▸ **WHAT IS BEING ASKED**: The records appear below. Repeat them exactly.

▸ **Stored data**:

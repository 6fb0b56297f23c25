//! # Embedded Tables
//!
//! Copies of the four reference tables compiled into the binary, so the
//! planner works with no table directory configured.
//!
//! ## Provenance
//! - **Depths**: the Rev.7 metric stop and table depths (3.0 m … 57.9 m)
//! - **No-decompression limits**: one row per depth, all modality flags off
//! - **Chamber periods**: written as text (`"2.5"`) exactly as the printed
//!   table gives them
//!
//! Deployments that must track a specific printing of the tables should set
//! `[tables] dir` in the configuration; those files take precedence.

use crate::tables::{TableError, Tables};
use tracing::debug;

const DIVE_TABLE: &str = include_str!("../tables/dive_table.json");
const TRANSITIONS: &str = include_str!("../tables/repetitive_transitions.json");
const RESIDUAL_NITROGEN: &str = include_str!("../tables/residual_nitrogen.json");
const ALTITUDE_GROUPS: &str = include_str!("../tables/altitude_groups.json");

/// Parse the embedded table set.
///
/// The JSON is validated exactly like files loaded from disk; an error here
/// means the build shipped a broken table.
pub fn builtin() -> Result<Tables, TableError> {
    debug!("parsing embedded tables");
    Tables::from_json(DIVE_TABLE, TRANSITIONS, RESIDUAL_NITROGEN, ALTITUDE_GROUPS)
}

▸ **WRITTEN RESPONSE**:
repository 6fb0b56297f23c25
//! # Embedded Tables
//!
//! Copies of the four reference tables compiled into the binary, so the
//! planner works with no table directory configured.
//!
//! ## Provenance
//! - **Depths**: the Rev.7 metric stop and table depths (3.0 m … 57.9 m)
//! - **No-decompression limits**: one row per depth, all modality flags off
//! - **Chamber periods**: written as text (`"2.5"`) exactly as the printed
//!   table gives them
//!
//! Deployments that must track a specific printing of the tables should set
//! `[tables] dir` in the configuration; those files take precedence.

use crate::tables::{TableError, Tables};
use tracing::debug;

const DIVE_TABLE: &str = include_str!("../tables/dive_table.json");
const TRANSITIONS: &str = include_str!("../tables/repetitive_transitions.json");
const RESIDUAL_NITROGEN: &str = include_str!("../tables/residual_nitrogen.json");
const ALTITUDE_GROUPS: &str = include_str!("../tables/altitude_groups.json");

/// Parse the embedded table set.
///
/// The JSON is validated exactly like files loaded from disk; an error here
/// means the build shipped a broken table.
pub fn builtin() -> Result<Tables, TableError> {
    debug!("parsing embedded tables");
    Tables::from_json(DIVE_TABLE, TRANSITIONS, RESIDUAL_NITROGEN, ALTITUDE_GROUPS)
}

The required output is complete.